One of those Lives

Me, basically. (source)

Me, basically. (source)

Here is a list of things I did wrong today:

  • Instead of studying for the huge chemistry test that is lurking in my horizon, I stayed up into the wee hours of the night watching T.V. At first, I told myself that it would only take a few minutes out of my study time to watch a couple episodes and then I’d get back to work. But as the hours went by, I fell deeper and deeper into the Netflix vortex. I kept trying to convince myself that I would stop, that eventually, maturity and common sense would take over and compel me to study, but it was not meant to be. Eventually, I just gave up the act and dived head-first into Gilmore Girls season four.
  • Because I went to bed so late, I overslept and missed my psychology class. I also have a psychology test waiting for me around the corner, so this was a great time for my laziness to take over!
  • Because I was in such a rush to get to school in time, I forgot my English homework on my desk. When I got to class, I frantically flipped through my folder looking for it, but it was nowhere to be found. Because our whole class period was going to be dedicated to going over the assignment, I decided to quietly slink out of the classroom rather than announce to everyone the mistake I had made. And by “quietly slink” I mean “awkwardly stumble over several chairs and a trashcan on my way out the door”.
  • Then I went to Chemistry. That actually wasn’t that bad.

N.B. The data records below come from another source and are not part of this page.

//! Per-clause group indices.
//!
//! Before any pattern runs, the clause is scanned once and the structural facts
//! the assembler keeps asking about are indexed here: which tokens form fixed
//! phrases, which are coordinated, which auxiliaries or particles hang off a verb,
//! which negators and degree adverbs modify which heads.
//!
//! ## Design notes
//!
//! - This is a single linear pass plus a union-find over phrase pairs. Nothing
//!   here depends on the rule set, so it is built once per clause.
//! - Group maps are keyed by *head* token. Completion in `expand.rs` looks up a
//!   role's tokens as heads and pulls in the tails.
//! - `default_matches` stays empty here; the matcher fills it from the built-in
//!   prepositional patterns.

use crate::config::GroupConfig;
use crate::lexicon::Lexicon;
use crate::{Clause, Token};
use std::collections::{BTreeMap, BTreeSet, HashMap};

const COORDINATION_POS: &[&str] = &["VERB", "NOUN", "ADJ", "AUX", "PROPN"];

bitflags::bitflags! {
    /// Pronoun classes a lemma belongs to. A lemma may sit in several.
    #[derive(Debug, Clone, Copy, PartialEq, Eq, Hash)]
    pub struct PronounClass: u8 {
        const PERSONAL      = 1 << 0;
        const INTERROGATIVE = 1 << 1;
        const RELATIVE      = 1 << 2;
        const INDEFINITE    = 1 << 3;
        const OTHER         = 1 << 4;
    }
}

impl PronounClass {
    pub fn of(lemma: &str) -> Self {
        let mut class = PronounClass::empty();
        if matches!(
            lemma,
            "I" | "i" | "you" | "she" | "he" | "we" | "it" | "they" | "me" | "her" | "him" | "us" | "them"
                | "these"
                | "this"
        ) {
            class |= PronounClass::PERSONAL;
        }
        if matches!(lemma, "who" | "whom" | "which" | "what") {
            class |= PronounClass::INTERROGATIVE;
        }
        if matches!(lemma, "who" | "whom" | "that" | "which" | "whoever" | "whomever" | "whichever") {
            class |= PronounClass::RELATIVE;
        }
        if matches!(
            lemma,
            "something"
                | "anything"
                | "everything"
                | "somebody"
                | "someone"
                | "anybody"
                | "anyone"
                | "nothing"
                | "nobody"
                | "everybody"
                | "everyone"
        ) {
            class |= PronounClass::INDEFINITE;
        }
        if class.is_empty() { PronounClass::OTHER } else { class }
    }
}

/// One conjunct of a coordination root and its distance to it.
#[derive(Debug, Clone, Copy, PartialEq, Eq)]
pub struct ConjUnit {
    pub token: usize,
    pub distance: usize,
}

/// A degree adverb attached to `head` (e.g. `very` → `good`).
#[derive(Debug, Clone, Copy, PartialEq)]
pub struct DegreeLink {
    pub modifier: usize,
    pub weight: f64,
}

#[derive(Debug, Clone, Default)]
pub struct Groups {
    /// Token → its compound/particle/modifier phrase (including itself).
    pub phrases: HashMap<usize, BTreeSet<usize>>,
    /// Token → the lexicon phrase covering it.
    pub lexicon_phrases: HashMap<usize, BTreeSet<usize>>,
    /// Coordinated token pairs.
    pub coordination: Vec<(usize, usize)>,
    /// Coordination root → its conjuncts.
    pub conj_roots: BTreeMap<usize, Vec<ConjUnit>>,
    /// Head → negator.
    pub negation: BTreeMap<usize, usize>,
    pub aux: BTreeMap<usize, usize>,
    pub prt: BTreeMap<usize, usize>,
    pub xcomp: BTreeMap<usize, usize>,
    pub poss: BTreeMap<usize, usize>,
    pub det: BTreeMap<usize, usize>,
    pub pronouns: HashMap<usize, PronounClass>,
    /// Nouns introducing a clausal modifier ("the fact that ..."); never valid spans on their own.
    pub indicator_nouns: BTreeSet<usize>,
    /// Head → degree adverb.
    pub degree: HashMap<usize, DegreeLink>,
    /// Built-in pattern name → unit root → companions.
    pub default_matches: BTreeMap<&'static str, BTreeMap<usize, BTreeSet<usize>>>,
}

impl Groups {
    pub fn scan(clause: &Clause, lexicon: &Lexicon, config: &GroupConfig) -> Self {
        let mut groups = Groups::default();
        let mut phrase_pairs: Vec<(usize, usize)> = Vec::new();

        for token in clause.tokens() {
            let i = token.index;
            let head = clause.token(token.head);
            let distance = i.abs_diff(head.index);
            let dep = token.dep.as_str();

            if dep == "neg" {
                groups.negation.insert(head.index, i);
            }
            let near = distance < config.companion_distance;
            if dep == "aux" && matches!(token.pos.as_str(), "PART" | "AUX") && head.pos == "VERB" && near {
                groups.aux.insert(head.index, i);
            }
            if dep == "prt" && token.pos == "ADP" && head.pos == "VERB" && near {
                groups.prt.insert(head.index, i);
            }
            if dep == "xcomp" && token.pos == "VERB" && matches!(head.pos.as_str(), "ADJ" | "ADV") && near {
                groups.xcomp.insert(head.index, i);
            }
            if dep == "poss" && token.pos == "PRON" {
                groups.poss.insert(head.index, i);
            }
            if dep == "det" && token.pos == "DET" && matches!(head.pos.as_str(), "NOUN" | "PROPN") {
                groups.det.insert(head.index, i);
            }

            if i != head.index {
                if matches!(dep, "compound" | "prt") {
                    phrase_pairs.push((i, head.index));
                } else if matches!(token.pos.as_str(), "VERB" | "ADJ")
                    && head.pos == "NOUN"
                    && dep == "amod"
                    && !token.anchor
                    && i < head.index
                    && head.index - i < config.amod_distance
                {
                    phrase_pairs.push((i, head.index));
                } else if token.pos == "DET" && head.pos == "NOUN" && dep == "det" && token.lemma == "no" {
                    phrase_pairs.push((i, head.index));
                } else if is_percent_sign(token) && i > 0 && looks_numeric(clause.token(i - 1)) {
                    phrase_pairs.push((i, i - 1));
                } else if dep == "acl" && head.pos == "NOUN" && head.dep == "dobj" {
                    groups.indicator_nouns.insert(head.index);
                }
            }

            if token.pos == "PRON" {
                groups.pronouns.insert(i, PronounClass::of(&token.lemma));
            }

            let weight = lexicon.degree(&token.lemma).or_else(|| lexicon.degree(&token.text));
            if let Some(weight) = weight {
                groups.degree.insert(head.index, DegreeLink { modifier: i, weight });
            }
        }

        groups.phrases = merge_pairs(clause.len(), &phrase_pairs);
        groups.scan_coordination(clause, config);

        let lemmas: Vec<&str> = clause.tokens().iter().map(|t| t.lemma.as_str()).collect();
        for found in lexicon.phrases().segment(&lemmas) {
            let members: BTreeSet<usize> = (found.start..found.end).collect();
            for &i in &members {
                groups.lexicon_phrases.insert(i, members.clone());
            }
        }

        groups
    }

    fn scan_coordination(&mut self, clause: &Clause, config: &GroupConfig) {
        let child_deps: Vec<BTreeSet<&str>> = (0..clause.len())
            .map(|i| clause.children(i).iter().map(|&c| clause.token(c).dep.as_str()).collect())
            .collect();

        for token in clause.tokens() {
            let i = token.index;
            if token.dep != "conj" || i == clause.root() {
                continue;
            }
            let head = clause.token(token.head);
            if !COORDINATION_POS.contains(&token.pos.as_str()) || token.pos != head.pos {
                continue;
            }
            // Two full clauses joined by a conjunction are not a coordinated span.
            if matches!(token.pos.as_str(), "VERB" | "AUX")
                && child_deps[i].contains("nsubj")
                && child_deps[head.index].contains("nsubj")
            {
                continue;
            }
            if child_deps[i].contains("dobj") != child_deps[head.index].contains("dobj") {
                continue;
            }

            let (root, chain) = conj_root(clause, head.index);
            let direct = i.abs_diff(head.index);
            let distance = chain.max(direct);
            if distance <= config.conj_near_distance {
                self.coordination.push((i, head.index));
                self.conj_roots.entry(root).or_default().push(ConjUnit { token: i, distance: direct });
            } else if distance >= config.conj_far_distance {
                continue;
            } else if !child_deps[i].is_disjoint(&child_deps[head.index]) {
                self.coordination.push((i, head.index));
                self.conj_roots.entry(root).or_default().push(ConjUnit { token: i, distance: i.abs_diff(root) });
            }
        }
    }

    /// Every token that takes part in some coordination.
    pub fn coordination_tokens(&self) -> BTreeSet<usize> {
        self.coordination.iter().flat_map(|&(a, b)| [a, b]).collect()
    }
}

/// Climb a `conj` chain from `head` to the first non-conjunct, tracking the widest hop.
fn conj_root(clause: &Clause, head: usize) -> (usize, usize) {
    let mut root = head;
    let mut widest = 0;
    while clause.token(root).dep == "conj" {
        match clause.head(root) {
            Some(next) => root = next,
            None => break,
        }
        let hop = clause.head(root).map(|h| h.abs_diff(root)).unwrap_or(0);
        widest = widest.max(hop);
    }
    (root, widest)
}

/// A `%` the tagger treated as a noun.
fn is_percent_sign(token: &Token) -> bool {
    token.lemma == "%" && token.pos == "NOUN" && token.text.chars().all(|c| c.is_ascii_punctuation())
}

fn looks_numeric(token: &Token) -> bool {
    token.pos == "NUM" || {
        let digits: String = token.text.chars().filter(|c| !matches!(c, ',' | '.')).collect();
        !digits.is_empty() && digits.chars().all(|c| c.is_ascii_digit())
    }
}

/// Union-find over token pairs; each token maps to its whole connected group.
fn merge_pairs(n: usize, pairs: &[(usize, usize)]) -> HashMap<usize, BTreeSet<usize>> {
    fn find(parent: &mut [usize], mut x: usize) -> usize {
        while parent[x] != x {
            parent[x] = parent[parent[x]];
            x = parent[x];
        }
        x
    }

    let mut parent: Vec<usize> = (0..n).collect();
    for &(a, b) in pairs {
        let (ra, rb) = (find(&mut parent, a), find(&mut parent, b));
        if ra != rb {
            parent[ra.max(rb)] = ra.min(rb);
        }
    }

    let mut by_root: BTreeMap<usize, BTreeSet<usize>> = BTreeMap::new();
    for &(a, b) in pairs {
        let root = find(&mut parent, a);
        by_root.entry(root).or_default().extend([a, b]);
    }

    let mut out = HashMap::new();
    for members in by_root.into_values() {
        for &m in &members {
            out.insert(m, members.clone());
        }
    }
    out
}

#[cfg(test)]
mod tests {
    use super::*;
    use crate::testutil::clause;

    fn scan(c: &Clause) -> Groups {
        Groups::scan(c, &Lexicon::builder().degree("very", 2.0).phrase("battery life").build(), &GroupConfig::default())
    }

    #[test]
    fn fixed_pairs_and_negation() {
        // I do not like the battery life
        let c = clause(&[
            ("I", "I", "PRON", "nsubj", 3),
            ("do", "do", "AUX", "aux", 3),
            ("not", "not", "PART", "neg", 3),
            ("like", "like", "VERB", "ROOT", 3),
            ("the", "the", "DET", "det", 6),
            ("battery", "battery", "NOUN", "compound", 6),
            ("life", "life", "NOUN", "dobj", 3),
        ]);
        let g = scan(&c);
        assert_eq!(g.aux.get(&3), Some(&1));
        assert_eq!(g.negation.get(&3), Some(&2));
        assert_eq!(g.det.get(&6), Some(&4));
        assert_eq!(g.phrases.get(&5), Some(&BTreeSet::from([5, 6])));
        assert_eq!(g.lexicon_phrases.get(&6), Some(&BTreeSet::from([5, 6])));
        assert_eq!(g.pronouns.get(&0), Some(&PronounClass::PERSONAL));
    }

    #[test]
    fn percent_joins_its_number_only_as_a_noun() {
        // rated 99 %
        fn rated(pos: &'static str) -> Clause {
            let rows =
                [("rated", "rate", "VERB", "ROOT", 0), ("99", "99", "NUM", "nummod", 2), ("%", "%", pos, "dobj", 0)];
            clause(&rows)
        }
        assert_eq!(scan(&rated("NOUN")).phrases.get(&2), Some(&BTreeSet::from([1, 2])));
        assert_eq!(scan(&rated("SYM")).phrases.get(&2), None);
    }

    #[test]
    fn degree_links_and_pronoun_classes() {
        let c = clause(&[("very", "very", "ADV", "advmod", 1), ("good", "good", "ADJ", "ROOT", 1)]);
        let g = scan(&c);
        assert_eq!(g.degree.get(&1), Some(&DegreeLink { modifier: 0, weight: 2.0 }));

        assert!(PronounClass::of("who").contains(PronounClass::INTERROGATIVE | PronounClass::RELATIVE));
        assert_eq!(PronounClass::of("everyone"), PronounClass::INDEFINITE);
        assert_eq!(PronounClass::of("yourself"), PronounClass::OTHER);
    }

    #[test]
    fn near_coordination_is_grouped() {
        // I love the color and design
        let c = clause(&[
            ("I", "I", "PRON", "nsubj", 1),
            ("love", "love", "VERB", "ROOT", 1),
            ("the", "the", "DET", "det", 3),
            ("color", "color", "NOUN", "dobj", 1),
            ("and", "and", "CCONJ", "cc", 3),
            ("design", "design", "NOUN", "conj", 3),
        ]);
        let g = scan(&c);
        assert_eq!(g.coordination, vec![(5, 3)]);
        assert_eq!(g.conj_roots.get(&3), Some(&vec![ConjUnit { token: 5, distance: 2 }]));
        assert_eq!(g.coordination_tokens(), BTreeSet::from([3, 5]));
    }

    #[test]
    fn coordinated_clauses_are_not_grouped() {
        // it works and I like it
        let c = clause(&[
            ("it", "it", "PRON", "nsubj", 1),
            ("works", "work", "VERB", "ROOT", 1),
            ("and", "and", "CCONJ", "cc", 1),
            ("I", "I", "PRON", "nsubj", 4),
            ("like", "like", "VERB", "conj", 1),
            ("it", "it", "PRON", "dobj", 4),
        ]);
        let g = scan(&c);
        assert!(g.coordination.is_empty());
    }

    #[test]
    fn union_find_merges_chains() {
        let merged = merge_pairs(6, &[(1, 2), (2, 4), (0, 5)]);
        assert_eq!(merged.get(&1), Some(&BTreeSet::from([1, 2, 4])));
        assert_eq!(merged.get(&4), Some(&BTreeSet::from([1, 2, 4])));
        assert_eq!(merged.get(&5), Some(&BTreeSet::from([0, 5])));
        assert!(!merged.contains_key(&3));
    }
}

This is usually the point where I’d say that I’m having ‘One of those Days”. At this point, however, I think it would be more appropriate to describe it as “One of those lives”. I’ve always been the kind of person who starts out extremely enthusiastic about something, only to watch all of my determination fade away like the morning dew. I want to care more about all of my responsibilities, I want to be more dedicated to my goals, but it’s all so hard sometimes (and yes, I am aware of how whiny that sounds).

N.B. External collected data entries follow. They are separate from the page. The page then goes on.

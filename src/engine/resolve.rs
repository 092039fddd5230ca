//! Post-match filtering.
//!
//! A [`Candidate`] becomes an [`Opinion`] once it passes every clause-level check:
//!
//! ```text
//! Candidate ──┬─ joint phrase kept whole inside emotion or reason
//!             ├─ object / reason span ratio >= min_span_ratio
//!             ├─ emotion text is an emotion word
//!             └─ single-token holder / object is a meaningful pronoun
//!                          │
//!                          v
//!                 Opinion (texts, all matched tokens, pronoun tags)
//! ```
//!
//! Element texts are lemma sequences. Tokens are joined with a space unless they
//! touch in the source text and one of them is punctuation.

use super::anchors::AnchorInfo;
use super::expand::Candidate;
use super::groups::{Groups, PronounClass};
use crate::Clause;
use crate::lexicon::Lexicon;
use std::collections::BTreeSet;

/// Object pronouns that can stand in for a real target.
const OBJECT_PRONOUNS: &[&str] = &["it", "this", "these", "that", "something", "all", "everything", "they"];

/// Tag set on a single-token holder or object that is a usable pronoun.
pub const PRONOUN_TAG: &str = "PRON";

#[derive(Debug, Clone, PartialEq)]
pub struct Opinion {
    pub candidate: Candidate,
    /// Every role, the placeholders and the negated heads, ascending.
    pub all_matched: Vec<usize>,
    pub holder_text: String,
    pub emotion_text: String,
    pub object_text: String,
    pub reason_text: String,
    pub holder_tag: Option<&'static str>,
    pub object_tag: Option<&'static str>,
}

pub struct OpinionFilter<'a> {
    clause: &'a Clause,
    groups: &'a Groups,
    lexicon: &'a Lexicon,
    anchors: &'a AnchorInfo,
    min_span_ratio: f64,
}

impl<'a> OpinionFilter<'a> {
    pub fn new(
        clause: &'a Clause,
        groups: &'a Groups,
        lexicon: &'a Lexicon,
        anchors: &'a AnchorInfo,
        min_span_ratio: f64,
    ) -> Self {
        OpinionFilter { clause, groups, lexicon, anchors, min_span_ratio }
    }

    pub fn apply(&self, candidates: Vec<Candidate>) -> Vec<Opinion> {
        candidates.into_iter().filter_map(|c| self.accept(c)).collect()
    }

    fn accept(&self, mut candidate: Candidate) -> Option<Opinion> {
        let pattern = candidate.pattern;
        if !self.joint_phrases_intact(&candidate) {
            tracing::debug!(pattern, "dropped: joint phrase split across roles");
            return None;
        }
        let roles = &candidate.roles;
        if span_ratio(&roles.object) < self.min_span_ratio || span_ratio(&roles.reason) < self.min_span_ratio {
            tracing::debug!(pattern, object = ?roles.object, reason = ?roles.reason, "dropped: sparse span");
            return None;
        }

        let mut all_matched = candidate.combined();
        all_matched.extend(&candidate.emotion_negated_heads);
        all_matched.extend(&candidate.reason_negated_heads);

        let leading: Vec<usize> = candidate
            .roles
            .reason
            .iter()
            .copied()
            .take_while(|&t| matches!(self.clause.token(t).pos.as_str(), "PUNCT" | "SPACE"))
            .collect();
        for t in leading {
            candidate.roles.reason.remove(&t);
        }

        let negators: BTreeSet<usize> =
            candidate.emotion_negated_heads.iter().filter_map(|h| self.groups.negation.get(h).copied()).collect();
        let bare_emotion: BTreeSet<usize> = candidate.roles.emotion.difference(&negators).copied().collect();
        let emotion_word = join_lemmas(self.clause, &bare_emotion);
        if !emotion_word.is_empty() && !self.lexicon.is_emotion(&emotion_word) {
            tracing::debug!(pattern, emotion = %emotion_word, "dropped: not an emotion word");
            return None;
        }

        let object_tag = self.single_token_tag(&candidate.roles.object, |lemma, _| OBJECT_PRONOUNS.contains(&lemma));
        let holder_tag =
            self.single_token_tag(&candidate.roles.holder, |_, class| class.contains(PronounClass::PERSONAL));
        let (object_tag, holder_tag) = match (object_tag, holder_tag) {
            (Ok(object_tag), Ok(holder_tag)) => (object_tag, holder_tag),
            (Err(reason), _) | (_, Err(reason)) => {
                tracing::debug!(pattern, reason, "dropped: meaningless holder or object");
                return None;
            }
        };

        let roles = &candidate.roles;
        Some(Opinion {
            all_matched: all_matched.into_iter().collect(),
            holder_text: join_lemmas(self.clause, &roles.holder),
            emotion_text: join_lemmas(self.clause, &roles.emotion),
            object_text: join_lemmas(self.clause, &roles.object),
            reason_text: join_lemmas(self.clause, &roles.reason),
            holder_tag,
            object_tag,
            candidate,
        })
    }

    /// A joint phrase touching the candidate must lie whole inside its emotion or reason.
    fn joint_phrases_intact(&self, candidate: &Candidate) -> bool {
        if !self.anchors.has_joint_anchor() {
            return true;
        }
        let combined = candidate.combined();
        let mut touching = self.anchors.joint_spans.iter().filter(|span| !span.is_disjoint(&combined)).peekable();
        if touching.peek().is_none() {
            return true;
        }
        let roles = &candidate.roles;
        touching.any(|span| span.is_subset(&roles.emotion) || span.is_subset(&roles.reason))
    }

    /// Classify a single-token span. `Ok(Some(PRON))` for a usable pronoun, `Ok(None)`
    /// for anything that is not a pronoun, `Err` for spans that carry no content.
    fn single_token_tag(
        &self,
        span: &BTreeSet<usize>,
        usable: impl Fn(&str, PronounClass) -> bool,
    ) -> Result<Option<&'static str>, &'static str> {
        let (Some(&token), 1) = (span.first(), span.len()) else {
            return Ok(None);
        };
        if let Some(&class) = self.groups.pronouns.get(&token) {
            return if usable(&self.clause.token(token).lemma, class) {
                Ok(Some(PRONOUN_TAG))
            } else {
                Err("pronoun without a referent")
            };
        }
        if self.groups.indicator_nouns.contains(&token) {
            return Err("indicator noun");
        }
        Ok(None)
    }
}

/// Matched tokens per position of the span they cover. Empty spans pass.
pub fn span_ratio(span: &BTreeSet<usize>) -> f64 {
    match (span.first(), span.last()) {
        (Some(&lo), Some(&hi)) => span.len() as f64 / (hi - lo + 1) as f64,
        _ => 1.0,
    }
}

pub fn join_lemmas<'c>(clause: &Clause, tokens: impl IntoIterator<Item = &'c usize>) -> String {
    let mut out = String::new();
    for (n, &id) in tokens.into_iter().enumerate() {
        let token = clause.token(id);
        if n > 0 {
            let glued = id > 0 && {
                let prev = clause.token(id - 1);
                token.start == prev.end && (token.is_punct() || prev.is_punct())
            };
            if !glued {
                out.push(' ');
            }
        }
        out.push_str(&token.lemma);
    }
    out
}

#[cfg(test)]
mod tests {
    use super::*;
    use crate::config::GroupConfig;
    use crate::engine::expand::RoleSets;
    use crate::testutil::{clause, i_love_the_color};
    use crate::{Token, engine::anchors::mark_anchors};

    fn candidate(holder: &[usize], emotion: &[usize], object: &[usize], reason: &[usize]) -> Candidate {
        Candidate {
            pattern: 1,
            anchor: emotion.first().copied().unwrap_or(0),
            roles: RoleSets {
                holder: holder.iter().copied().collect(),
                emotion: emotion.iter().copied().collect(),
                object: object.iter().copied().collect(),
                reason: reason.iter().copied().collect(),
            },
            placeholders: BTreeSet::new(),
            emotion_negated: false,
            emotion_negated_heads: BTreeSet::new(),
            reason_negated: false,
            reason_negated_heads: BTreeSet::new(),
        }
    }

    fn filter_one(c: &mut Clause, lexicon: &Lexicon, cand: Candidate) -> Option<Opinion> {
        let info = mark_anchors(c, lexicon);
        let groups = Groups::scan(c, lexicon, &GroupConfig::default());
        OpinionFilter::new(c, &groups, lexicon, &info, 0.25).apply(vec![cand]).pop()
    }

    #[test]
    fn builds_texts_from_lemmas() {
        let lexicon = Lexicon::builder().positive("love").emotion("love").build();
        let mut c = i_love_the_color();
        let opinion = filter_one(&mut c, &lexicon, candidate(&[0], &[1], &[2, 3], &[])).unwrap();
        assert_eq!(opinion.holder_text, "I");
        assert_eq!(opinion.emotion_text, "love");
        assert_eq!(opinion.object_text, "the color");
        assert_eq!(opinion.holder_tag, Some(PRONOUN_TAG));
        assert_eq!(opinion.all_matched, vec![0, 1, 2, 3]);
    }

    #[test]
    fn non_emotion_words_are_dropped() {
        let lexicon = Lexicon::builder().positive("love").emotion("adore").build();
        let mut c = i_love_the_color();
        assert!(filter_one(&mut c, &lexicon, candidate(&[0], &[1], &[2, 3], &[])).is_none());
    }

    #[test]
    fn sparse_object_spans_are_dropped() {
        let rows: Vec<(&str, &str, &str, &str, usize)> =
            (0..10).map(|i| ("x", "x", "NOUN", if i == 0 { "ROOT" } else { "dep" }, 0)).collect();
        let mut c = clause(&rows);
        let lexicon = Lexicon::default();
        assert!(filter_one(&mut c, &lexicon, candidate(&[], &[], &[0, 9], &[])).is_none());
        assert!(filter_one(&mut c, &lexicon, candidate(&[], &[], &[0, 3], &[])).is_some());
    }

    #[test]
    fn object_pronouns_need_a_referent_class() {
        // it / who as a lone object
        let lexicon = Lexicon::default();
        let rows = |lemma| {
            vec![("love", "love", "VERB", "ROOT", 0usize), (lemma, lemma, "PRON", "dobj", 0)]
        };
        let mut c = clause(&rows("it"));
        assert_eq!(filter_one(&mut c, &lexicon, candidate(&[], &[], &[1], &[])).unwrap().object_tag, Some("PRON"));
        let mut c = clause(&rows("who"));
        assert!(filter_one(&mut c, &lexicon, candidate(&[], &[], &[1], &[])).is_none());
    }

    #[test]
    fn punctuation_glues_without_space() {
        let tokens = vec![
            Token {
                index: 0,
                text: "great".into(),
                lemma: "great".into(),
                pos: "ADJ".into(),
                dep: "ROOT".into(),
                head: 0,
                start: 0,
                end: 5,
                anchor: false,
            },
            Token {
                index: 1,
                text: "!".into(),
                lemma: "!".into(),
                pos: "PUNCT".into(),
                dep: "punct".into(),
                head: 0,
                start: 5,
                end: 6,
                anchor: false,
            },
        ];
        let c = Clause::new("great!", tokens).unwrap();
        assert_eq!(join_lemmas(&c, &[0, 1]), "great!");
        assert_eq!(span_ratio(&BTreeSet::from([1, 4])), 0.5);
    }
}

I used to think that there was some magical formula to getting it all together, that if you followed a few surefire steps, all of the puzzle pieces in your life would just fall into place. The older I get, the better I understand: There is no secret to getting it all right. You just have to do the work. There is no other option; if you want to succeed in the real world and accomplish all of your goals, you just have to sit down and get to it. That’s what being an adult is all about.

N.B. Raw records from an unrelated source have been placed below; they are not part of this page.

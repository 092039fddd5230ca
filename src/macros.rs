/// Compile a regex literal once and hand out a `&'static Regex`.
#[macro_export]
macro_rules! regex {
    ($pat:literal) => {{
        static RE: once_cell::sync::Lazy<regex::Regex> =
            once_cell::sync::Lazy::new(|| regex::Regex::new($pat).expect("regex literal must compile"));
        &*RE
    }};
}
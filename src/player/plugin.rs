//! Player plugin - definition loading, animation clips, and controls.

use bevy::prelude::*;

use super::animation::{animate_sprites, register_animations, ClipLibrary};
use super::controls::{build_direction_bindings, setup_control_systems};
use super::data::{load_player_definition, PlayerDefinition};
use crate::core::GameState;

/// Player plugin - handles the player's data, animations, and input.
pub struct PlayerPlugin;

impl Plugin for PlayerPlugin {
    fn build(&self, app: &mut App) {
        app.init_resource::<PlayerDefinition>()
            .init_resource::<ClipLibrary>()
            .add_systems(
                Startup,
                (
                    load_player_definition,
                    register_animations,
                    build_direction_bindings,
                )
                    .chain(),
            )
            .add_systems(
                Update,
                animate_sprites.run_if(in_state(GameState::InGame)),
            );

        // Set up control systems
        setup_control_systems(app);
    }
}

Of course, that is easier said than done. And if my Netflix queue is any indication, I won’t be accomplishing it today. But I think that’s okay: I may have dropped the ball today, but tomorrow I’ll work towards accomplishing all of my goals!

Probably! Maybe! Most likely not! I’ll…get to it eventually.

We’re more than half way through February. I turn twenty in May. Before I reach that age, I’d like my life to at least have some semblance of respectability.

I’ve got a lot of work ahead of me.

Kiana.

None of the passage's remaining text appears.